◆ Brief
Below are records; report the number of lines in them that include the word "owned", with no other text.

◆ Stored data
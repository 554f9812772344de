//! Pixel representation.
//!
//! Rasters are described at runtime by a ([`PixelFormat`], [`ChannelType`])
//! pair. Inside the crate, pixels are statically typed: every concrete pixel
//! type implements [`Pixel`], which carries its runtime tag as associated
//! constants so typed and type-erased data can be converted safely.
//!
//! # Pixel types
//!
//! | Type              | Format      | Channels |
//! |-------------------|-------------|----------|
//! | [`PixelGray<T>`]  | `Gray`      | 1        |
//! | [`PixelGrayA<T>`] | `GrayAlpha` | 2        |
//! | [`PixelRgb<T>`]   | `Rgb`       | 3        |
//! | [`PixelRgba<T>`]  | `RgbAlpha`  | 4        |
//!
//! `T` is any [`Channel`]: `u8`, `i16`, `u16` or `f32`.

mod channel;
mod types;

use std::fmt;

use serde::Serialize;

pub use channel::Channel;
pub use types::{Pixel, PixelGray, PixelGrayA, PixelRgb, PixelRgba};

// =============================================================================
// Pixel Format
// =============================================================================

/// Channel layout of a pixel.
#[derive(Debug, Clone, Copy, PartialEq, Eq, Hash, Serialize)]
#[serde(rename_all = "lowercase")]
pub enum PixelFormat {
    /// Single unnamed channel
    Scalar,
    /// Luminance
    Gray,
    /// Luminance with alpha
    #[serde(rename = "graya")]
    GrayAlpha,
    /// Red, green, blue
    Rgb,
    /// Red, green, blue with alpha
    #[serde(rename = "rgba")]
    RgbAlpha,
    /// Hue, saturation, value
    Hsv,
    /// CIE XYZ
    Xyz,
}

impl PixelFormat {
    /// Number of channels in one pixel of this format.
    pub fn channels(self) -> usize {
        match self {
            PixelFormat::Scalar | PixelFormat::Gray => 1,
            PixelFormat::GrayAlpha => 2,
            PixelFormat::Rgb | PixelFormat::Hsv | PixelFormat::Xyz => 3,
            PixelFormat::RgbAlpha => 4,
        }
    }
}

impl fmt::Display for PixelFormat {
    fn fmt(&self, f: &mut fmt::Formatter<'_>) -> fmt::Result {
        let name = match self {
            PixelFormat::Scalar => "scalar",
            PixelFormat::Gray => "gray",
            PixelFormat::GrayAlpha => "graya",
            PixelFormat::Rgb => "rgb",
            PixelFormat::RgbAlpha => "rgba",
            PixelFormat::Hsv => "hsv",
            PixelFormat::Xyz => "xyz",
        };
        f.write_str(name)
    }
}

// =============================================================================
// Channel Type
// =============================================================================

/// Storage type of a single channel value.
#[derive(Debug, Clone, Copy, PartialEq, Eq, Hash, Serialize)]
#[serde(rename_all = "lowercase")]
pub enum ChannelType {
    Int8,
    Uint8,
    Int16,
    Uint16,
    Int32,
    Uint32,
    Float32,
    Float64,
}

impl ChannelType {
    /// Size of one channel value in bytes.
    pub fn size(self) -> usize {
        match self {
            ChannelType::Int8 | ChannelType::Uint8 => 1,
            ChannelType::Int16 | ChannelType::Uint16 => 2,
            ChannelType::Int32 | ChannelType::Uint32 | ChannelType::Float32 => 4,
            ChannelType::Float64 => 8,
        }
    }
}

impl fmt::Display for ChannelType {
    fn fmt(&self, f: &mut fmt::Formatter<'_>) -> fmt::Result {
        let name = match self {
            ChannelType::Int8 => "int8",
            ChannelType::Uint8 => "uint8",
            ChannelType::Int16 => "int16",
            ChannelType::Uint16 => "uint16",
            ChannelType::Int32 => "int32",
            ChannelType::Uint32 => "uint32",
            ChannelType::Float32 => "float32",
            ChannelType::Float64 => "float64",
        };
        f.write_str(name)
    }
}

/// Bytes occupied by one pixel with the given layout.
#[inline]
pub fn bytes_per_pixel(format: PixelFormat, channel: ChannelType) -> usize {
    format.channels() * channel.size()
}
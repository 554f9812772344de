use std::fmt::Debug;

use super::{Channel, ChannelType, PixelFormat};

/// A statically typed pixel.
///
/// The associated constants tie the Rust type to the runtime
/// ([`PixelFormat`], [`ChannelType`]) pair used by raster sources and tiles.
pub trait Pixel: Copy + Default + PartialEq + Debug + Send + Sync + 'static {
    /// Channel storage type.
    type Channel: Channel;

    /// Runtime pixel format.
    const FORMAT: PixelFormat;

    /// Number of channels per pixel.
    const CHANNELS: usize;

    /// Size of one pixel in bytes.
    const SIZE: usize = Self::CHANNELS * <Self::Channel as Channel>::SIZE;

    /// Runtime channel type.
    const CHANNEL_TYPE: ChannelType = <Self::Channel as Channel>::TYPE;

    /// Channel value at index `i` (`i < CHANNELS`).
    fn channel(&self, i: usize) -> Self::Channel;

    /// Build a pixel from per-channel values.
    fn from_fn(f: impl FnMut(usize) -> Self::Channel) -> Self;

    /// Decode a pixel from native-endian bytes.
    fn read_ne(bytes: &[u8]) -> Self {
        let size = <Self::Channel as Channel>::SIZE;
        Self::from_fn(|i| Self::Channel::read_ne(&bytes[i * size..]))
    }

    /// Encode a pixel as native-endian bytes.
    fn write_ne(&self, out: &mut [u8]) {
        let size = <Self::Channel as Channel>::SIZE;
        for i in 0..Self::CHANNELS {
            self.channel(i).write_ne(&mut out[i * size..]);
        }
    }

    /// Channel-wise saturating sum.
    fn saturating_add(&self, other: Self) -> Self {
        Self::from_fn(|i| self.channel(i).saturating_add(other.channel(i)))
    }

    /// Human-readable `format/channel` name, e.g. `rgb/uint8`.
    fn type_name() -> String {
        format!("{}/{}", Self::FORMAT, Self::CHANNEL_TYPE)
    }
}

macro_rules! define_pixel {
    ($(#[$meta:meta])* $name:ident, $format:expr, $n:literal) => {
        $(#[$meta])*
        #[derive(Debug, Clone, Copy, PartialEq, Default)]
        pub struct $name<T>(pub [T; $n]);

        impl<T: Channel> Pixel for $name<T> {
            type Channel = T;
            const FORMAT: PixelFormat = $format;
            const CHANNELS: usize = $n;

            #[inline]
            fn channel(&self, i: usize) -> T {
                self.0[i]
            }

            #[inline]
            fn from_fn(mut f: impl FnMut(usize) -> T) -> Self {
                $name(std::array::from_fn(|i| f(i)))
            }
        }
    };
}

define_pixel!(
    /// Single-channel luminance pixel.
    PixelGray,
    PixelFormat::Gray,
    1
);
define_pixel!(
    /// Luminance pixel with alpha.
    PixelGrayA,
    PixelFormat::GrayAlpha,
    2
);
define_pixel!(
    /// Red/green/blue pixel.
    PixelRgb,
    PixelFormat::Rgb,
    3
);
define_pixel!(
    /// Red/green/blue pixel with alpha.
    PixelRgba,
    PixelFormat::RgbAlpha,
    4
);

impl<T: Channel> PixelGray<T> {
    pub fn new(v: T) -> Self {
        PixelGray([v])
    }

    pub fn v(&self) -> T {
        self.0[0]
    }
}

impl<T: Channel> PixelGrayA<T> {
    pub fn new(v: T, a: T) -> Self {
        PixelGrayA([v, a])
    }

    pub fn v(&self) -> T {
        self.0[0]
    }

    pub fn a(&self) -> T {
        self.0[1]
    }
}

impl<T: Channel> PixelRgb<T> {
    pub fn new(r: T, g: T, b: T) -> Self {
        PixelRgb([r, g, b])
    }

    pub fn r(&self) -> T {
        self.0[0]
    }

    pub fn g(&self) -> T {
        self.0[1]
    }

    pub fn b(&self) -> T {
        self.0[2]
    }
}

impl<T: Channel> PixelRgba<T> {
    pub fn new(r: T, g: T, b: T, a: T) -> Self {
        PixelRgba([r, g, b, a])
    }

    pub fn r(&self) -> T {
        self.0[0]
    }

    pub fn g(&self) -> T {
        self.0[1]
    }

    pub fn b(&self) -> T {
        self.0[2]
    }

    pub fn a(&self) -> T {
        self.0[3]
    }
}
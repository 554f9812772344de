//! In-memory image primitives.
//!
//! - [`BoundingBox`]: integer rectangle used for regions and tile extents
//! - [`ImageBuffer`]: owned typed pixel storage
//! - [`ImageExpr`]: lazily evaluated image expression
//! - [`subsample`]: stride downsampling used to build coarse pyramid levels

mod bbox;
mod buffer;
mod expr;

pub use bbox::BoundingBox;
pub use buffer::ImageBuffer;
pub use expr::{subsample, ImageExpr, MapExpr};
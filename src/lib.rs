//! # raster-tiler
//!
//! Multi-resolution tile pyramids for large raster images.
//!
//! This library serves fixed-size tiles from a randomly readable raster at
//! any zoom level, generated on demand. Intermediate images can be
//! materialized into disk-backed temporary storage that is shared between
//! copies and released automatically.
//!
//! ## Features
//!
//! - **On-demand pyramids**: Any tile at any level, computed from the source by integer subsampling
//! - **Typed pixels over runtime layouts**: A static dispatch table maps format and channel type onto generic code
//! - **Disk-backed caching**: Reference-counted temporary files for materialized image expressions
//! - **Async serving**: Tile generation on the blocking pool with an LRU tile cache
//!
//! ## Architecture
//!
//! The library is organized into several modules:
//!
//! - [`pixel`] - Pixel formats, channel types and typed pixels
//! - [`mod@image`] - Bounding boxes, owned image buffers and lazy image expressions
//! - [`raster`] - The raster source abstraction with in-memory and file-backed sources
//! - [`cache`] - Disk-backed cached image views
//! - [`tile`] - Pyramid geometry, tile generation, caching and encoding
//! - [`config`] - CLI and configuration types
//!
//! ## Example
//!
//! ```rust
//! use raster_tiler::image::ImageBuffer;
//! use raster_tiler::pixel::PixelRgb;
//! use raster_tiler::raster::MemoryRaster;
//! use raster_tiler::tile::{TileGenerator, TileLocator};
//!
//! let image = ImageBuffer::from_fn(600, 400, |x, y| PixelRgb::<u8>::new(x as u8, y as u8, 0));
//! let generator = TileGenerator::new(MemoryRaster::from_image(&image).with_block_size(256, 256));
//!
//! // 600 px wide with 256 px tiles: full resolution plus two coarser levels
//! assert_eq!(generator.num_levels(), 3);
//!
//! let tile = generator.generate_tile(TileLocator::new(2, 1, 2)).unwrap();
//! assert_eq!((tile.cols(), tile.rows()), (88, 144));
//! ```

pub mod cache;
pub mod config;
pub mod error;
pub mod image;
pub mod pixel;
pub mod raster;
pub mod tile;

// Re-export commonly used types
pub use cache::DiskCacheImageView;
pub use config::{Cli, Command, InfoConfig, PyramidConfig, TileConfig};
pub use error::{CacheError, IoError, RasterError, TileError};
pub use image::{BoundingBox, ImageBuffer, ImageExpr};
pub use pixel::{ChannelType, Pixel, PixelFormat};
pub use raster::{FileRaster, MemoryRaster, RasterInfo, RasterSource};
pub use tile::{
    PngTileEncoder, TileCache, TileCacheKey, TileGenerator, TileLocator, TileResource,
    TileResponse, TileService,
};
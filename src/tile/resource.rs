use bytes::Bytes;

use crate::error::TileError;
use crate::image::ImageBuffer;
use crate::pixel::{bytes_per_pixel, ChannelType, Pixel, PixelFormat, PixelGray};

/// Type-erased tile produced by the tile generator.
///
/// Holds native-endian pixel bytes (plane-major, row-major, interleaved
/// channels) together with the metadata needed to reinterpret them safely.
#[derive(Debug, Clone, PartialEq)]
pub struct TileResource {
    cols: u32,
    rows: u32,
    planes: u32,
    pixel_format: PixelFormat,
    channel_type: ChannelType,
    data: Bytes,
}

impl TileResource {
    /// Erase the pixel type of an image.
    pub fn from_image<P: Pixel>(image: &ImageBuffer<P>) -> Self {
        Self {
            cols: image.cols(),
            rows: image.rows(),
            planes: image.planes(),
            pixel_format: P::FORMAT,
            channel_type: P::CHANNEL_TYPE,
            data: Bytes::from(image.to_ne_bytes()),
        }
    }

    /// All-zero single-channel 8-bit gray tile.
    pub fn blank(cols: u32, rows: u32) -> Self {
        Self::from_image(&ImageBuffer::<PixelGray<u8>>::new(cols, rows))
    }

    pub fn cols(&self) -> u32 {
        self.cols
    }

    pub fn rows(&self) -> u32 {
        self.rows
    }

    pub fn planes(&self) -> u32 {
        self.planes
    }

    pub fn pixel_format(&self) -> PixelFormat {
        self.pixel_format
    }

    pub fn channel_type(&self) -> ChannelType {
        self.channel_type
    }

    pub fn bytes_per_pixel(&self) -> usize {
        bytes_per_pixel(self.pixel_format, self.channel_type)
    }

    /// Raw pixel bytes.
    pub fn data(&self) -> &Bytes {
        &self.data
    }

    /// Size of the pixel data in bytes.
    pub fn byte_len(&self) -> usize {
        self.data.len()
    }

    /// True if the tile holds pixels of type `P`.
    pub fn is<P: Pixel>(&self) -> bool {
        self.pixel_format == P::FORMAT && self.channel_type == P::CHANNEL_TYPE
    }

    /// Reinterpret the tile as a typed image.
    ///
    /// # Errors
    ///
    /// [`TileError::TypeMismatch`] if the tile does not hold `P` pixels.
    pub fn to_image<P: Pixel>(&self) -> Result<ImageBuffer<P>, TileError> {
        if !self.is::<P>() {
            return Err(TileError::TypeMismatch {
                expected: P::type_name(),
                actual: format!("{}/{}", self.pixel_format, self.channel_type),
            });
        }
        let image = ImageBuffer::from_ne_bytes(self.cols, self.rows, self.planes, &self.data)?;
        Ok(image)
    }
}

◆ Written answer
2